Thermoelectric effects in two-dimensional topological insulators

TL;DR

This paper investigates the thermoelectric properties of two-dimensional topological insulators, revealing how Berry curvature and different regimes influence thermoelectric coefficients and uncovering novel effects like the anomalous Nernst effect.

Contribution

It provides a comprehensive analysis of thermoelectric effects in 2D topological systems, including the application of Kelvin and Mott formulas across regimes and the behavior of edge modes near localization transitions.

Findings

Seebeck coefficient determined by Kelvin formula in Chern insulators

Berry curvature significantly affects thermoelectric coefficients

Anomalous Nernst effect arises from combined ballistic and dissipative regimes

Abstract

We explore the nontrivial thermoelectric properties of two-dimensional topological systems.
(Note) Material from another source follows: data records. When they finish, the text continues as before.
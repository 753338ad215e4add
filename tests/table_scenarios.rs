//! Integration tests for decoding vertex data into table cells.

use bytemuck::{Pod, Zeroable};
use mesh_inspector::prelude::*;

#[repr(C)]
#[derive(Clone, Copy, Pod, Zeroable)]
struct Vertex {
    pos: [f32; 3],
    id: u32,
}

fn vertex_buffer() -> RawBuffer {
    let verts = [
        Vertex {
            pos: [1.0, 1.2345e-20, 123456.789],
            id: 0x12345678,
        },
        Vertex {
            pos: [-2.0, 0.0, -0.0],
            id: 0xffffffff,
        },
    ];
    RawBuffer::new(bytemuck::cast_slice(&verts).to_vec(), 16)
}

fn float3_uint_table(hex: bool) -> BufferTable {
    let mut table = BufferTable::new(false);
    table.replace(TableContents {
        row_count: 2,
        indices: None,
        columns: vec![
            AttributeLayout::new("pos", ResourceFormat::FLOAT3),
            AttributeLayout::new("id", ResourceFormat::UINT).with_offset(12).with_hex(hex),
        ],
        buffers: vec![vertex_buffer()],
    });
    table
}

#[test]
fn test_float3_uint_layout() {
    let table = float3_uint_table(false);
    assert_eq!(table.column_count(), 4);

    let headers: Vec<_> = (0..4).map(|c| table.header(c).unwrap()).collect();
    assert_eq!(headers, vec!["pos.x", "pos.y", "pos.z", "id"]);

    assert_eq!(table.cell(0, 0).as_deref(), Some(" 1.0"));
    assert_eq!(table.cell(0, 1).as_deref(), Some(" 1.2345e-20"));
    assert_eq!(table.cell(0, 2).as_deref(), Some(" 123456.79"));
    assert_eq!(table.cell(0, 3).as_deref(), Some("305419896"));

    assert_eq!(table.cell(1, 0).as_deref(), Some("-2.0"));
    assert_eq!(table.cell(1, 1), table.cell(1, 2));
    assert_eq!(table.cell(1, 3).as_deref(), Some("4294967295"));

    let hex = float3_uint_table(true);
    assert_eq!(hex.cell(0, 3).as_deref(), Some("12345678"));
    assert_eq!(hex.cell(1, 3).as_deref(), Some("FFFFFFFF"));
}

#[test]
fn test_cells_are_deterministic() {
    let table = float3_uint_table(false);
    for row in 0..3 {
        for col in 0..5 {
            assert_eq!(table.cell(row, col), table.cell(row, col));
        }
    }
    assert_eq!(table.cell(2, 0), None);
    assert_eq!(table.cell(0, 4), None);
}

#[test]
fn test_index_buffer_reserved_columns() {
    let indices = RawBuffer::from_indices(&[0, 1_000_000]);

    let mut mesh = BufferTable::new(true);
    mesh.replace(TableContents {
        row_count: 2,
        indices: Some(indices.clone()),
        columns: vec![AttributeLayout::new("pos", ResourceFormat::FLOAT3)],
        buffers: vec![vertex_buffer()],
    });

    assert_eq!(mesh.column_count(), 5);
    assert_eq!(mesh.header(0).as_deref(), Some("VTX"));
    assert_eq!(mesh.header(1).as_deref(), Some("IDX"));
    assert_eq!(mesh.cell(1, 0).as_deref(), Some("1"));
    assert_eq!(mesh.cell(1, 1).as_deref(), Some("1000000"));
    assert_eq!(mesh.cell(0, 2).as_deref(), Some(" 1.0"));
    // index 1000000 is far past the vertex data
    assert_eq!(mesh.cell(1, 2), None);

    // the same bytes read as a plain attribute, no reserved columns
    let mut raw = BufferTable::new(false);
    raw.replace(TableContents {
        row_count: 2,
        indices: None,
        columns: vec![AttributeLayout::new("index", ResourceFormat::UINT)],
        buffers: vec![RawBuffer::new(indices.as_bytes().to_vec(), 4)],
    });
    assert_eq!(raw.column_count(), 1);
    assert_eq!(raw.cell(1, 0).as_deref(), Some("1000000"));
}

#[test]
fn test_block_formats_override_component_count() {
    let mut table = BufferTable::new(false);
    table.replace(TableContents {
        row_count: 1,
        indices: None,
        columns: vec![
            AttributeLayout::new("bc1", ResourceFormat::packed(SpecialFormat::BC1, CompType::UNorm)),
            AttributeLayout::new("bc4", ResourceFormat::packed(SpecialFormat::BC4, CompType::UNorm)),
        ],
        buffers: vec![RawBuffer::new(vec![0u8; 16], 16)],
    });
    assert_eq!(table.column_count(), 5);
    assert_eq!(table.header(3).as_deref(), Some("bc1.w"));
    assert_eq!(table.header(4).as_deref(), Some("bc4"));
}

#[test]
fn test_truncated_buffer_is_bounds_safe() {
    let mut table = float3_uint_table(false);
    let bytes = vertex_buffer().as_bytes()[..20].to_vec();
    table.set_buffers(vec![RawBuffer::new(bytes, 16)]);

    assert_eq!(table.cell(0, 3).as_deref(), Some("305419896"));
    // second vertex has only 4 of its 16 bytes
    assert_eq!(table.cell(1, 0), None);
    assert_eq!(table.cell(1, 3), None);

    table.set_buffers(Vec::new());
    assert_eq!(table.cell(0, 0), None);
}

#[test]
fn test_per_instance_columns() {
    let instance_data: Vec<u8> = bytemuck::cast_slice(&[10u32, 20, 30]).to_vec();
    let mut table = BufferTable::new(true);
    table.replace(TableContents {
        row_count: 2,
        indices: None,
        columns: vec![
            AttributeLayout::new("id", ResourceFormat::UINT).with_offset(12),
            AttributeLayout::new("inst", ResourceFormat::UINT).with_buffer(1).per_instance(2),
        ],
        buffers: vec![vertex_buffer(), RawBuffer::new(instance_data, 4)],
    });

    table.set_cur_instance(5);
    // instance 5 at rate 2 reads element 2 on every row
    assert_eq!(table.cell(0, 3).as_deref(), Some("30"));
    assert_eq!(table.cell(1, 3).as_deref(), Some("30"));
    assert_eq!(table.cell(1, 2).as_deref(), Some("4294967295"));
}

#[test]
fn test_declaration_round_into_table() {
    let (columns, errors) = DeclParser.parse("float3 pos; xint id");
    assert!(errors.is_empty());

    let mut table = BufferTable::new(false);
    table.replace(fetch::raw_contents(vertex_buffer().as_bytes().to_vec(), columns));
    assert_eq!(table.row_count(), 2);
    assert_eq!(table.cell(0, 3).as_deref(), Some("12345678"));
    assert_eq!(table.cell(1, 0).as_deref(), Some("-2.0"));
}
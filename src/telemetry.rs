use std::fmt;

use tracing_subscriber::filter::ParseError;
use tracing_subscriber::EnvFilter;

use crate::config::TelemetryConfig;

#[derive(Debug)]
pub enum TelemetryError {
    EnvFilter { value: String, source: ParseError },
    Subscriber(Box<dyn std::error::Error + Send + Sync>),
}

impl fmt::Display for TelemetryError {
    fn fmt(&self, f: &mut fmt::Formatter<'_>) -> fmt::Result {
        match self {
            TelemetryError::EnvFilter { value, .. } => {
                write!(f, "invalid log level/filter '{value}'")
            }
            TelemetryError::Subscriber(err) => write!(f, "telemetry error: {err}"),
        }
    }
}

impl std::error::Error for TelemetryError {
    fn source(&self) -> Option<&(dyn std::error::Error + 'static)> {
        match self {
            TelemetryError::EnvFilter { source, .. } => Some(source),
            TelemetryError::Subscriber(err) => Some(&**err),
        }
    }
}

/// Installs the global subscriber. `RUST_LOG` wins over the configured
/// level when both are set.
pub fn init(config: &TelemetryConfig) -> Result<(), TelemetryError> {
    let env_filter = match EnvFilter::try_from_default_env() {
        Ok(filter) => filter,
        Err(_) => {
            EnvFilter::try_new(&config.log_level).map_err(|source| TelemetryError::EnvFilter {
                value: config.log_level.clone(),
                source,
            })?
        }
    };

    tracing_subscriber::fmt()
        .with_env_filter(env_filter)
        .with_target(false)
        .compact()
        .with_ansi(false)
        .try_init()
        .map_err(TelemetryError::Subscriber)
}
For the Chern insulator, we show that the Seebeck coefficient is fully determined by the Kelvin formula, while the Nernst coefficient vanishes. For a two-dimensional electron gas with Rashba spin-orbit interactions we reveal how the Berry curvature affects the thermoelectric coefficients, and derive the Mott-like equation for thermopower. We predict a strong variation of the thermopower of a two-dimensional topological insulator with time-reversal symmetry in the ballistic and dissipative regimes. The Kelvin formula applies in the ballistic regime, while the Mott formula holds in the dissipative regime. Importantly, in a system with trapezoidal geometry, the combination of ballistic and dissipative regimes leads to the anomalous Nernst effect. Finally, we analyze a two-dimensional Anderson insulator, where edge modes show distinct temperature behavior of the Seebeck coefficient near the weak localization-strong localization transition temperatures. In the trivial phase, the thermopower exhibits a strong power law temperature dependence, while in the topological phase both power law and exponential dependences coexist.